気が気ではない
友人の家へ行き、ペン入れを手伝うはずだった。しかし、実際に行って頼まれたのはソーシャルゲームの周回であった。
「もうすぐ集計に入るんだけど、それまでやってくれればいいから」
自らもやったことのあるものなので操作等に問題はないのだが、どうしても物申したいような気分にさせられる。
「イベントのレアカードも新刊も、落とすわけにはいかないんだよ」
そう縋り付かれ、彼からスマートフォンを託された。画面に並んでいるのは、廃課金のようなパーティメンバー。彼の運の良さで成り立っているのだから、恐ろしいものである。
「今回書き込み量が多いから、ペン入れよりスマフォをタップしてもらう方が楽かなと思って」
言いながら液晶画面と向き合っている彼を見て、ため息も溢れなかった。客用にあるソファへと座り、彼のスマートフォンをタップする。ゲーム内最高レアが揃っているパーティなので、どのキャラクターも性能が高い。周回は気軽に行えそうだ。

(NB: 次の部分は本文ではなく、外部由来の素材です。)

//! Dashboard statistics over a record list.

use std::collections::{BTreeMap, HashMap};
use std::fmt;

use chrono::DateTime;
use serde::Serialize;

use crate::record::Record;

const DAY_MS: i64 = 24 * 60 * 60 * 1000;

/// Number of entries kept in the top-tag list.
pub const TOP_TAGS: usize = 10;

/// Number of day buckets kept in the timeline.
pub const TIMELINE_DAYS: usize = 30;

/// Number of records in the recent-activity list.
pub const RECENT_RECORDS: usize = 5;

/// Label for records without a category.
pub const UNCATEGORIZED: &str = "Uncategorized";

/// Window of creation times the statistics cover.
#[derive(Debug, Clone, Copy, PartialEq, Eq, Default, Serialize)]
#[serde(rename_all = "lowercase")]
pub enum TimeRange {
    /// Every record.
    #[default]
    All,
    /// Records created in the last 30 days.
    Month,
    /// Records created in the last 7 days.
    Week,
}

impl TimeRange {
    fn max_age_ms(self) -> Option<i64> {
        match self {
            Self::All => None,
            Self::Month => Some(30 * DAY_MS),
            Self::Week => Some(7 * DAY_MS),
        }
    }

    /// Whether a record falls inside the window ending at `now_millis`.
    ///
    /// Records without a creation time count as created at the epoch.
    #[must_use]
    pub fn contains(self, record: &Record, now_millis: i64) -> bool {
        let age = now_millis.saturating_sub(record.created_at_or_epoch());
        self.max_age_ms().map_or(true, |max| age <= max)
    }
}

impl fmt::Display for TimeRange {
    fn fmt(&self, f: &mut fmt::Formatter<'_>) -> fmt::Result {
        match self {
            Self::All => write!(f, "all"),
            Self::Month => write!(f, "month"),
            Self::Week => write!(f, "week"),
        }
    }
}

/// A label with its number of occurrences.
#[derive(Debug, Clone, PartialEq, Eq, Serialize)]
pub struct Count {
    /// Category, tag or day label.
    pub name: String,
    /// Occurrences.
    pub count: usize,
}

impl Count {
    fn new(name: impl Into<String>, count: usize) -> Self {
        Self {
            name: name.into(),
            count,
        }
    }
}

/// Aggregate figures for the dashboard.
#[derive(Debug, Clone, PartialEq, Eq, Serialize)]
pub struct Statistics {
    /// Window the figures cover.
    pub range: TimeRange,
    /// Records inside the window.
    pub total: usize,
    /// Records per category, most common first.
    pub categories: Vec<Count>,
    /// Number of distinct tags in use.
    pub distinct_tags: usize,
    /// Most used tags, most common first.
    pub top_tags: Vec<Count>,
    /// Records created per UTC day, oldest day first.
    pub timeline: Vec<Count>,
    /// Most recently created records.
    pub recent: Vec<Record>,
}

impl Statistics {
    /// Compute statistics for the records created inside `range` as of
    /// `now_millis`.
    #[must_use]
    pub fn compute(records: &[Record], range: TimeRange, now_millis: i64) -> Self {
        let selected: Vec<&Record> = records
            .iter()
            .filter(|r| range.contains(r, now_millis))
            .collect();

        let mut tags = tag_counts(&selected);
        let distinct_tags = tags.len();
        tags.truncate(TOP_TAGS);

        Self {
            range,
            total: selected.len(),
            categories: category_counts(&selected),
            distinct_tags,
            top_tags: tags,
            timeline: timeline(&selected),
            recent: recent(&selected),
        }
    }
}

fn category_counts(records: &[&Record]) -> Vec<Count> {
    let mut counts: HashMap<&str, usize> = HashMap::new();
    for record in records {
        let label = record.category.as_ref().map_or(UNCATEGORIZED, |c| c.label());
        *counts.entry(label).or_default() += 1;
    }

    let mut result: Vec<Count> = counts
        .into_iter()
        .map(|(name, count)| Count::new(name, count))
        .collect();
    result.sort_by(|a, b| b.count.cmp(&a.count).then_with(|| a.name.cmp(&b.name)));
    result
}

/// Tag counts, most common first; ties keep first-seen order.
fn tag_counts(records: &[&Record]) -> Vec<Count> {
    let mut result: Vec<Count> = Vec::new();
    let mut index: HashMap<&str, usize> = HashMap::new();
    for tag in records.iter().flat_map(|r| r.tags.iter()) {
        if let Some(&i) = index.get(tag) {
            result[i].count += 1;
        } else {
            index.insert(tag, result.len());
            result.push(Count::new(tag, 1));
        }
    }
    result.sort_by(|a, b| b.count.cmp(&a.count));
    result
}

fn timeline(records: &[&Record]) -> Vec<Count> {
    let mut days: BTreeMap<String, usize> = BTreeMap::new();
    for record in records {
        let Some(millis) = record.created_at.filter(|&ms| ms != 0) else {
            continue;
        };
        let Some(time) = DateTime::from_timestamp_millis(millis) else {
            continue;
        };
        *days.entry(time.format("%Y-%m-%d").to_string()).or_default() += 1;
    }

    let skip = days.len().saturating_sub(TIMELINE_DAYS);
    days.into_iter()
        .skip(skip)
        .map(|(day, count)| Count::new(day, count))
        .collect()
}

fn recent(records: &[&Record]) -> Vec<Record> {
    let mut sorted: Vec<&Record> = records.to_vec();
    sorted.sort_by_key(|r| std::cmp::Reverse(r.created_at_or_epoch()));
    sorted.into_iter().take(RECENT_RECORDS).cloned().collect()
}

#[cfg(test)]
mod tests {
    use super::*;
    use crate::record::Category;

    const NOW: i64 = 1_700_000_000_000;

    fn record(id: &str, created_at: i64) -> Record {
        Record::new(id, format!("Name {id}"), "555", "x").with_created_at(created_at)
    }

    #[test]
    fn test_time_range_filter() {
        let records = vec![
            record("today", NOW),
            record("10d", NOW - 10 * DAY_MS),
            record("40d", NOW - 40 * DAY_MS),
            Record::new("undated", "U", "1", "x"),
        ];

        assert_eq!(Statistics::compute(&records, TimeRange::All, NOW).total, 4);
        assert_eq!(Statistics::compute(&records, TimeRange::Month, NOW).total, 2);
        assert_eq!(Statistics::compute(&records, TimeRange::Week, NOW).total, 1);
    }

    #[test]
    fn test_week_boundary_is_inclusive() {
        let records = vec![record("edge", NOW - 7 * DAY_MS)];
        assert_eq!(Statistics::compute(&records, TimeRange::Week, NOW).total, 1);
    }

    #[test]
    fn test_category_distribution() {
        let records = vec![
            record("1", NOW).with_category(Category::Theft),
            record("2", NOW).with_category(Category::Theft),
            record("3", NOW).with_category(Category::Fraud),
            record("4", NOW),
        ];

        let stats = Statistics::compute(&records, TimeRange::All, NOW);
        assert_eq!(
            stats.categories,
            [
                Count::new("Theft", 2),
                Count::new("Fraud", 1),
                Count::new("Uncategorized", 1),
            ]
        );
    }

    #[test]
    fn test_top_tags_capped_at_ten() {
        let mut records = Vec::new();
        for i in 0..12 {
            let tags = [format!("tag{i}"), "common".to_string()];
            records.push(record(&i.to_string(), NOW).with_tags(tags));
        }

        let stats = Statistics::compute(&records, TimeRange::All, NOW);
        assert_eq!(stats.distinct_tags, 13);
        assert_eq!(stats.top_tags.len(), TOP_TAGS);
        assert_eq!(stats.top_tags[0], Count::new("common", 12));
        assert_eq!(stats.top_tags[1], Count::new("tag0", 1));
    }

    #[test]
    fn test_timeline_buckets_by_utc_day() {
        let day = 19_675 * DAY_MS; // 2023-11-14T00:00:00Z
        let records = vec![
            record("1", day + 1000),
            record("2", day + 5000),
            record("3", day - 1000),
            Record::new("4", "Undated", "1", "x"),
        ];

        let stats = Statistics::compute(&records, TimeRange::All, NOW);
        assert_eq!(
            stats.timeline,
            [Count::new("2023-11-13", 1), Count::new("2023-11-14", 2)]
        );
    }

    #[test]
    fn test_timeline_keeps_last_thirty_days() {
        let records: Vec<Record> = (0..40)
            .map(|i| record(&i.to_string(), i * DAY_MS + 1))
            .collect();

        let stats = Statistics::compute(&records, TimeRange::All, NOW);
        assert_eq!(stats.timeline.len(), TIMELINE_DAYS);
        assert_eq!(stats.timeline[0].name, "1970-01-11");
        assert_eq!(stats.timeline[29].name, "1970-02-09");
    }

    #[test]
    fn test_recent_records() {
        let records: Vec<Record> = (1..=7).map(|i| record(&i.to_string(), i * 100)).collect();

        let stats = Statistics::compute(&records, TimeRange::All, NOW);
        let ids: Vec<_> = stats.recent.iter().map(|r| r.id.as_str()).collect();
        assert_eq!(ids, ["7", "6", "5", "4", "3"]);
    }

    #[test]
    fn test_empty_input() {
        let stats = Statistics::compute(&[], TimeRange::Month, NOW);
        assert_eq!(stats.total, 0);
        assert!(stats.categories.is_empty());
        assert!(stats.top_tags.is_empty());
        assert!(stats.timeline.is_empty());
        assert!(stats.recent.is_empty());
    }

    #[test]
    fn test_time_range_display() {
        assert_eq!(TimeRange::Month.to_string(), "month");
        assert_eq!(TimeRange::Week.to_string(), "week");
    }

    #[test]
    fn test_extreme_created_at_does_not_overflow() {
        let records = vec![record("ancient", i64::MIN), record("future", i64::MAX)];

        let week = Statistics::compute(&records, TimeRange::Week, NOW);
        let ids: Vec<_> = week.recent.iter().map(|r| r.id.as_str()).collect();
        assert_eq!(ids, ["future"]);
        assert_eq!(Statistics::compute(&records, TimeRange::All, NOW).total, 2);
    }
}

「呆れて物も言えないのは分かるけど! どうか、お願いします!」
「あっ、いや、そんなつもりじゃなかった」
普段が普段なだけに、喋ることを忘れてしまっていた。慌てて言葉を絞り出す。
「周回な。クエスト回るだけでいいのか?」
「そう! しばらく黙るつもりだけど、唸りだしても気にしないでね!」
「分かった」
そう言い残し、彼はヘッドフォンを耳に当てると、意識を完全に原稿へと向けてしまった。最初からこれだけ急げばいいのに。思ってしまってから慌てるも、彼に聞こえるはずはない。
これは、由々しき事態だ。スマートフォンを黙々とタップしながら、1人考える。彼に対して呆れてないと言えば嘘になるが、そのせいで物を言えなかった訳ではない。如月との会話の流れを、他の人にも当てはめてしまったのである。しかも、無意識のうちに。
そう言えば最近、父に交友関係を心配されたことを思い出した。心配する内容が曖昧だったために軽く流していたのだが、これを家族にもしてしまっていたのならば納得がいく。
如月が、会話の基準になっている。
意味もなく、生唾を飲み込んでしまう。どれだけ如月と会話して来たんだよ。振り返れば、付きまとわれ始めてからもうすぐ3ヶ月経つ。1年の4分の1だ。季節は移ろい、もうすぐ夏。衣替えの期間は、先日終了した。時の流れを改めて実感し、乾いた笑い声が込み上げてくる。
そりゃあ周りも、『どうしてあの2人は一緒にいるんだ?』から『あの2人は一緒にいるものだ』みたいな反応へと変わっていくわけだ。稀に放課後、単身で図書室へ行くとチラチラと視線を向けられていたのは、そういうことなのだろう。考えれば考えるほど、思い当たる節がいくつも思い浮かぶ。今すぐ生活に支障をきたすものではないが、手遅れになる前にどうにかしたい。
これらの解決策で思い浮かぶのは、如月から離れる、だろうか。
「北斗?」
「ハッ、なに?」
いつの間にか目の前にいた彼の表情は、不安一色に染まっている。
「お茶とお菓子出してなかった、ごめんな。目の前に置いておくから、気が向いたら召されて。あと」
作業中に、なにか問題があったのだろうか。
「その、悩み事があるなら聞くからな……?」
同じく不安に思いながら聞いたのだが、口から出て来たのは俺への心配だった。よほど酷い顔をしていたのかもしれない。
「もちろん終わったあとにだけど!」
俺の反応を待つことなく、彼は原稿の世界へと戻っていった。……あ、こういうのが悪いんだ。もっと言葉を出していこう。目線をズラせば、集計まで残り30分の文字。周回へと頭を切り替える。友人のランクを、落とすわけにはいかない。